BIMedia編集部

コラム 「AI×BIMの時代に」

 2026年は、後から振り返った時に「AI×BIM元年」と呼ばれる年になるかもしれない。

 最近の建設業界ではAIとBIMを組み合わせたサービスや製品が相次いで発表されている。AIとの対話だけでBIMモデルを生成する「LiteBIM」や、点群データからBIM/CIMモデルを自動生成するクラウドサービス「Framy」など、これまで個別に存在していたAI技術が、BIMという共通基盤を軸に急速につながり始めている。

 数年前まで、建設業界におけるAI活用といえば、画像認識や施工写真の分類、工程予測など、限定的な業務支援が中心だった。一方のBIMは3次元モデルによる設計・施工・維持管理の情報基盤として普及が進められてきたものの、BIMを使える人が限られることが導入の壁でもあった。

 しかし、生成AIの登場によって状況は大きく変わり始めた。AIは単なる質問応答ツールではなく、図面を理解し、文章を読み、画像を解析し、3次元形状まで扱える存在へと進化している。そして、その能力が最も発揮される対象の一つがBIMである。

 BIMは建物の形状だけではない。部材、属性、材料、工程、コスト、維持管理情報など、建物に関連する膨大なデータを構造化して保持している。AIにとって、これほど扱いやすく、価値の高い情報基盤は多くはない。つまり、BIMは「人が見る3Dモデル」から「AIが理解できる建設データ」へと役割を変え始めているのである。

 この変化は、BIMソフトの操作性が改善されたというレベルの話ではない。例えば、設計初期ではAIとの対話からBIMモデルが生成される。設計変更が行われれば、そのモデルを基に構造解析が自動更新される。施工段階では点群データから現況モデルが生成され、維持管理では設備情報や点検履歴をAIが読み解き、最適な保全計画を提案する。

 建物のライフサイクル全体で、AIがBIMを介して判断を支援する流れが生まれつつある。これまでBIMは設計者が使うツールという印象が強かった。しかし今後は、営業担当者が提案資料を作成するために使い、施工管理者が施工計画を立てるために活用し、維持管理担当者が点検を効率化するために利用する。そして、それぞれの場面でAIが最適な答えを提示するようになる。

 この流れは、建設DXの考え方そのものを変えていく可能性がある。これまでは、建設業界ではBIMを導入することが建設DXの出発点だった。しかし、これからは、AIが活用できるBIMがDXの基盤になり、それを構築することが企業の競争力になる。
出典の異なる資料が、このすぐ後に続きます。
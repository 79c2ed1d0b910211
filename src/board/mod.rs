//! Chess board representation and game logic.
//!
//! Bitboards plus a redundant mailbox for fast piece lookup, with
//! make/unmake, magic-bitboard move generation, FEN I/O, static
//! exchange evaluation, and the tapered evaluation.
//!
//! # Example
//! ```
//! use krait::board::Board;
//!
//! let mut board = Board::new();
//! let moves = board.generate_legal();
//! println!("Starting position has {} legal moves", moves.len());
//! ```

mod attack_tables;
mod error;
mod eval;
mod eval_state;
mod fen;
mod make_unmake;
mod movegen;
mod pst;
mod see;
mod state;
mod types;

#[cfg(test)]
mod tests;

// Public API - types users need
pub use error::{FenError, MoveParseError, SquareError};
pub use make_unmake::NullMoveInfo;
pub use state::{Board, UndoInfo};
pub use types::{
    Bitboard, CastlingRights, Color, Move, MoveFlag, MoveList, MoveListIntoIter, Piece, Square,
};

// Internals shared with the search and book modules
pub(crate) use attack_tables::init as init_attack_tables;
pub(crate) use see::SEE_VALUES;
pub(crate) use types::{ScoredMoveList, EMPTY_MOVE, MAX_MOVES, MAX_PLY};
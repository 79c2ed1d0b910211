//! Repetition and fifty-move tests.

use crate::board::Board;

#[test]
fn test_knight_shuffle_is_a_repetition() {
    let mut board = Board::new();
    assert!(!board.is_repetition());

    // Ng1-f3 Ng8-f6 Nf3-g1 Nf6-g8 returns to the start position
    for uci in ["g1f3", "g8f6", "f3g1", "f6g8"] {
        board.play_uci(uci).unwrap();
    }
    assert!(board.is_repetition(), "returning to the root is a repetition");
    assert!(board.is_draw());
}

#[test]
fn test_single_visit_is_not_a_repetition() {
    let mut board = Board::new();
    for uci in ["g1f3", "g8f6", "f3g1"] {
        board.play_uci(uci).unwrap();
    }
    assert!(!board.is_repetition());
}

#[test]
fn test_pawn_move_cuts_the_repetition_window() {
    let mut board = Board::new();
    for uci in ["g1f3", "g8f6", "f3g1", "f6g8"] {
        board.play_uci(uci).unwrap();
    }
    assert!(board.is_repetition());

    // An irreversible move fences off the earlier visits
    board.play_uci("e2e4").unwrap();
    assert!(!board.is_repetition());
    assert_eq!(board.halfmove_clock(), 0);
}

#[test]
fn test_capture_resets_halfmove_clock() {
    let mut board = Board::new();
    for uci in ["e2e4", "d7d5", "e4d5"] {
        board.play_uci(uci).unwrap();
    }
    assert_eq!(board.halfmove_clock(), 0);
    assert!(board.last_irreversible >= 0);
}

#[test]
fn test_fifty_move_rule() {
    let board = Board::from_fen("4k3/8/8/8/8/8/8/4K2R w K - 100 80");
    assert!(board.is_draw());
    let board = Board::from_fen("4k3/8/8/8/8/8/8/4K2R w K - 99 80");
    assert!(!board.is_draw());
}

#[test]
fn test_repetition_scan_respects_irreversible_boundary() {
    // Build: e4 e5, then shuffle kings back and forth; the shuffled
    // position repeats but positions before e4/e5 never match
    let mut board = Board::new();
    for uci in ["e2e4", "e7e5", "e1e2", "e8e7", "e2e1", "e7e8"] {
        board.play_uci(uci).unwrap();
    }
    // Back to the post-e4-e5 placement but with castling rights gone,
    // so the hash differs and this is NOT a repetition
    assert!(!board.is_repetition());

    for uci in ["e1e2", "e8e7", "e2e1", "e7e8"] {
        board.play_uci(uci).unwrap();
    }
    // Now the rights-less position has genuinely occurred before
    assert!(board.is_repetition());
}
 質の高いBIMデータを持つ企業ほど、AIを活用した設計支援、施工計画、積算、維持管理の精度は高まり、その差は時間とともに広がっていくだろう。2026年は、その転換点として記憶される年になるかもしれない。AI×BIMは、まさに企業にとっての技術開発の重点課題になっている。これは社内に蓄積する情報資産をいかに利活用するかという技術継承のテーマにも通じる。

 BIMは。これまで人が入力するデータベースだった。生成AIは、そのデータを読むだけでなく、新たなBIMを生成する存在になりつつある。この変化はCADからBIMへの転換以上に大きなインパクトを持つ可能性がある。企業にとって問われるのは、もはやBIMを導入しているか否かではなく、AIが活用できるBIMという「AI×BIM」への対応力を持つことである。間違いなく建設DXは新たなフェーズに入った。